Frei Patrício: A primavera penso que já é inverno. Foi um momento de busca de liberdade e houve essas realidades mas sem dúvida é essa insatisfação generalizada. A insatisfação é boa, é necessária, porque mediante a insatisfação buscamos caminhos novos e melhores. Ora, o que o Papa falou neste domingo que "fé e violência são inconciliáveis" precisa ser compreendido. Em nome de Deus, não se pode fazer guerra, como dizia o beato João Paulo II. E eu diria também que, no nome do homem, não se pode fazer guerra.


Eu escrevi um artigo hoje "o que podemos aprender na escola da guerra", podemos aprender o diálogo, aprender a escuta, o respeito... Nós devemos ser pessoas animadas não pelo otimismo, mas pela fé. É ela que nos anima neste caminho e nesta busca. Então, uma primavera passou e agora é preciso esperar uma outra primavera, depois outro inverno, outra primavera... Mas precisamos também do verão, porque primavera dá flores, mas não dá fruto. Precisamos de frutos. E frutos da paz, da justiça e do amor.

noticias.cancaonova.com: No seu ponto de vista, qual o melhor caminho para o fim dos conflitos?



Frei Patrício: O melhor caminho é parar, refletir, pensar que a vida de uma pessoa vale tanto quanto a vida de outra pessoa. Não tem pessoa mais importante ou menos importante.

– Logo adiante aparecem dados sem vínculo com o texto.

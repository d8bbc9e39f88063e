//! GPU texture cache: uploads mesh textures, loads the skybox cubemap,
//! and provides default fallbacks.
//!
//! Textures are handed out as `Arc<GpuTexture>` so many meshes can share
//! one upload; the GPU memory is released when the last handle drops.

use crate::context::RenderError;
use lumen_import::{ImportResult, TextureRef};
use std::collections::HashMap;
use std::path::{Path, PathBuf};
use std::sync::Arc;
use wgpu::util::DeviceExt;

/// A GPU-resident texture with its view and sampler
pub struct GpuTexture {
    pub texture: wgpu::Texture,
    pub view: wgpu::TextureView,
    pub sampler: wgpu::Sampler,
}

/// How texel values are interpreted
#[derive(Debug, Clone, Copy, PartialEq, Eq)]
pub enum TextureKind {
    /// sRGB-encoded color (albedo)
    Color,
    /// Linear data (normal maps)
    Linear,
}

impl TextureKind {
    fn format(self) -> wgpu::TextureFormat {
        match self {
            TextureKind::Color => wgpu::TextureFormat::Rgba8UnormSrgb,
            TextureKind::Linear => wgpu::TextureFormat::Rgba8Unorm,
        }
    }
}

/// Cubemap face order expected by `load_cubemap`: +X, -X, +Y, -Y, +Z, -Z
pub const CUBEMAP_FACES: [&str; 6] = ["px", "nx", "py", "ny", "pz", "nz"];

const NEUTRAL_SKY: [u8; 4] = [128, 128, 128, 255];

/// Cache of GPU textures, keyed by source, with built-in defaults
pub struct TextureCache {
    textures: HashMap<String, Arc<GpuTexture>>,
    /// 1x1 white texture
    pub default_white: Arc<GpuTexture>,
    /// 1x1 flat normal map (0.5, 0.5, 1.0) = straight out of the surface
    pub default_normal: Arc<GpuTexture>,
    /// Albedo used for textured meshes whose material names no image
    pub fallback_albedo: Arc<GpuTexture>,
}

impl TextureCache {
    pub fn new(device: &wgpu::Device, queue: &wgpu::Queue) -> Self {
        let default_white = Arc::new(Self::create_1x1(
            device,
            queue,
            [255, 255, 255, 255],
            "Default White",
            TextureKind::Color,
        ));
        let default_normal = Arc::new(Self::create_1x1(
            device,
            queue,
            [128, 128, 255, 255],
            "Default Normal",
            TextureKind::Linear,
        ));

        Self {
            textures: HashMap::new(),
            fallback_albedo: default_white.clone(),
            default_white,
            default_normal,
        }
    }

    /// Load the albedo used for textured meshes without their own image.
    /// On failure the white default stays in place.
    pub fn set_fallback_albedo(&mut self, device: &wgpu::Device, queue: &wgpu::Queue, path: &Path) {
        match self.load_file(device, queue, path, TextureKind::Color) {
            Ok(texture) => self.fallback_albedo = texture,
            Err(e) => log::warn!("{}", e),
        }
    }

    fn create_1x1(
        device: &wgpu::Device,
        queue: &wgpu::Queue,
        color: [u8; 4],
        label: &str,
        kind: TextureKind,
    ) -> GpuTexture {
        Self::create_2d(device, queue, label, 1, 1, &color, kind)
    }

    fn create_2d(
        device: &wgpu::Device,
        queue: &wgpu::Queue,
        label: &str,
        width: u32,
        height: u32,
        rgba: &[u8],
        kind: TextureKind,
    ) -> GpuTexture {
        let texture = device.create_texture_with_data(
            queue,
            &wgpu::TextureDescriptor {
                label: Some(label),
                size: wgpu::Extent3d {
                    width,
                    height,
                    depth_or_array_layers: 1,
                },
                mip_level_count: 1,
                sample_count: 1,
                dimension: wgpu::TextureDimension::D2,
                format: kind.format(),
                usage: wgpu::TextureUsages::TEXTURE_BINDING | wgpu::TextureUsages::COPY_DST,
                view_formats: &[],
            },
            wgpu::util::TextureDataOrder::LayerMajor,
            rgba,
        );

        let view = texture.create_view(&wgpu::TextureViewDescriptor::default());
        let sampler = device.create_sampler(&wgpu::SamplerDescriptor {
            label: Some(&format!("{} Sampler", label)),
            mag_filter: wgpu::FilterMode::Linear,
            min_filter: wgpu::FilterMode::Linear,
            mipmap_filter: wgpu::FilterMode::Nearest,
            address_mode_u: wgpu::AddressMode::Repeat,
            address_mode_v: wgpu::AddressMode::Repeat,
            ..Default::default()
        });

        GpuTexture {
            texture,
            view,
            sampler,
        }
    }

    /// Load a texture from an image file on disk, reusing a cached upload
    pub fn load_file(
        &mut self,
        device: &wgpu::Device,
        queue: &wgpu::Queue,
        path: &Path,
        kind: TextureKind,
    ) -> Result<Arc<GpuTexture>, RenderError> {
        let key = format!("{}#{:?}", path.display(), kind);
        if let Some(texture) = self.textures.get(&key) {
            return Ok(texture.clone());
        }

        let rgba = image::open(path)
            .map_err(|e| RenderError::TextureLoad {
                path: path.display().to_string(),
                reason: e.to_string(),
            })?
            .to_rgba8();
        let (width, height) = rgba.dimensions();

        let texture = Arc::new(Self::create_2d(
            device,
            queue,
            &path.display().to_string(),
            width,
            height,
            &rgba,
            kind,
        ));
        self.textures.insert(key, texture.clone());
        Ok(texture)
    }

    /// Resolve a material texture reference, logging and returning `None`
    /// when it cannot be loaded.
    pub fn resolve(
        &mut self,
        device: &wgpu::Device,
        queue: &wgpu::Queue,
        reference: &TextureRef,
        source: &ImportResult,
        kind: TextureKind,
    ) -> Option<Arc<GpuTexture>> {
        match reference {
            TextureRef::File(path) => match self.load_file(device, queue, path, kind) {
                Ok(texture) => Some(texture),
                Err(e) => {
                    log::warn!("{}", e);
                    None
                }
            },
            TextureRef::Embedded(index) => {
                let key = format!("{}#image{}#{:?}", source.name, index, kind);
                if let Some(texture) = self.textures.get(&key) {
                    return Some(texture.clone());
                }
                let Some(image) = source.textures.get(*index) else {
                    log::warn!("{}: material references missing image {}", source.name, index);
                    return None;
                };
                let texture = Arc::new(Self::create_2d(
                    device,
                    queue,
                    &image.name,
                    image.width,
                    image.height,
                    &image.data,
                    kind,
                ));
                self.textures.insert(key, texture.clone());
                Some(texture)
            }
        }
    }

    pub fn len(&self) -> usize {
        self.textures.len()
    }

    pub fn is_empty(&self) -> bool {
        self.textures.is_empty()
    }
}

/// Paths of the six skybox faces inside `dir`, named px/nx/py/ny/pz/nz with `extension`
pub fn cubemap_face_paths(dir: &Path, extension: &str) -> [PathBuf; 6] {
    CUBEMAP_FACES.map(|face| dir.join(format!("{}.{}", face, extension)))
}

/// Assemble six decoded faces into one buffer of equal-sized layers.
///
/// Missing faces, or faces whose size differs from the first decoded one,
/// are filled with a neutral color.
fn assemble_cube_faces(faces: Vec<Option<image::RgbaImage>>) -> (u32, Vec<u8>) {
    let size = faces
        .iter()
        .flatten()
        .map(|img| img.width())
        .next()
        .unwrap_or(1);
    let layer_len = (size * size * 4) as usize;
    let mut data = Vec::with_capacity(layer_len * 6);
    for face in faces {
        match face {
            Some(img) if img.width() == size && img.height() == size => {
                data.extend_from_slice(img.as_raw());
            }
            _ => {
                data.extend(std::iter::repeat(NEUTRAL_SKY).take(layer_len / 4).flatten());
            }
        }
    }
    (size, data)
}

/// Load a cubemap from six face images. Faces that fail to load are logged
/// and replaced with a neutral color so the skybox still renders.
pub fn load_cubemap(device: &wgpu::Device, queue: &wgpu::Queue, faces: &[PathBuf; 6]) -> GpuTexture {
    let decoded = faces
        .iter()
        .map(|path| match image::open(path) {
            Ok(img) => {
                let img = img.to_rgba8();
                if img.width() != img.height() {
                    log::warn!("Cubemap face {} is not square, ignoring it", path.display());
                    return None;
                }
                Some(img)
            }
            Err(e) => {
                log::warn!("Cubemap texture failed to load at path: {} ({})", path.display(), e);
                None
            }
        })
        .collect();
    let (size, data) = assemble_cube_faces(decoded);

    let texture = device.create_texture_with_data(
        queue,
        &wgpu::TextureDescriptor {
            label: Some("Skybox Cubemap"),
            size: wgpu::Extent3d {
                width: size,
                height: size,
                depth_or_array_layers: 6,
            },
            mip_level_count: 1,
            sample_count: 1,
            dimension: wgpu::TextureDimension::D2,
            format: wgpu::TextureFormat::Rgba8UnormSrgb,
            usage: wgpu::TextureUsages::TEXTURE_BINDING | wgpu::TextureUsages::COPY_DST,
            view_formats: &[],
        },
        wgpu::util::TextureDataOrder::LayerMajor,
        &data,
    );
    let view = texture.create_view(&wgpu::TextureViewDescriptor {
        label: Some("Skybox Cubemap View"),
        dimension: Some(wgpu::TextureViewDimension::Cube),
        ..Default::default()
    });
    let sampler = device.create_sampler(&wgpu::SamplerDescriptor {
        label: Some("Skybox Sampler"),
        address_mode_u: wgpu::AddressMode::ClampToEdge,
        address_mode_v: wgpu::AddressMode::ClampToEdge,
        address_mode_w: wgpu::AddressMode::ClampToEdge,
        mag_filter: wgpu::FilterMode::Linear,
        min_filter: wgpu::FilterMode::Linear,
        ..Default::default()
    });

    GpuTexture {
        texture,
        view,
        sampler,
    }
}

#[cfg(test)]
mod tests {
    use super::*;

    #[test]
    fn face_paths_follow_axis_order() {
        let paths = cubemap_face_paths(Path::new("sky"), "png");
        assert_eq!(paths[0], Path::new("sky").join("px.png"));
        assert_eq!(paths[3], Path::new("sky").join("ny.png"));
        assert_eq!(paths[5], Path::new("sky").join("nz.png"));
    }

    #[test]
    fn missing_faces_become_neutral_layers() {
        let red = image::RgbaImage::from_pixel(2, 2, image::Rgba([255, 0, 0, 255]));
        let faces = vec![None, Some(red), None, None, None, None];
        let (size, data) = assemble_cube_faces(faces);
        assert_eq!(size, 2);
        assert_eq!(data.len(), 2 * 2 * 4 * 6);
        assert_eq!(&data[0..4], &NEUTRAL_SKY);
        assert_eq!(&data[16..20], &[255, 0, 0, 255]);
    }

    #[test]
    fn mismatched_face_size_is_replaced() {
        let big = image::RgbaImage::from_pixel(4, 4, image::Rgba([0, 255, 0, 255]));
        let small = image::RgbaImage::from_pixel(2, 2, image::Rgba([0, 0, 255, 255]));
        let faces = vec![Some(big), Some(small), None, None, None, None];
        let (size, data) = assemble_cube_faces(faces);
        assert_eq!(size, 4);
        let layer = 4 * 4 * 4;
        assert_eq!(&data[layer..layer + 4], &NEUTRAL_SKY);
    }

    #[test]
    fn all_faces_missing_yields_1x1() {
        let (size, data) = assemble_cube_faces(vec![None, None, None, None, None, None]);
        assert_eq!(size, 1);
        assert_eq!(data.len(), 24);
    }
}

E quando se dá morte, é o fim da vida. Quando a pessoa está no cárcere, na prisão, ainda tem vida e pode sair. Do cemitério nunca vi sair ninguém. Então nós devemos compreender esse grande respeito para a vida. E ao redor da vida e dos valores fundamentais: da paz, da justiça, do trabalho, podemos sempre nos encontrar para refletir e procurar um caminho. 


É um momento de sofrimento, mas o sofrimento nunca é um beco sem saída. É sempre uma saída quando no coração do homem entra a paz, porque todas as guerras, pequenas ou grandes, nascem dentro do coração da pessoa que não se abre à paz, ao amor e à luz de Deus. 


noticias.cancaonova.com: Há algo que possa ser feito, em âmbito mundial, para contribuir com a paz no Egito?

Frei Patrício: Sim. Todos os países do mundo estão preocupados e tentam dar conselhos, mas são problemas muito internos, então o que é necessário é que aqui dentro do país se encontre esse caminho. Mas todos os conselhos são bem vindos. Eu creio que há uma abertura para tudo isso, principalmente para nós que temos fé, aquilo que é mais forte neste momento é a oração para que Deus, que é autor da luz, da paz e do amor, não abandone esse povo tão amado e esse povo que busca o melhor para o seu futuro.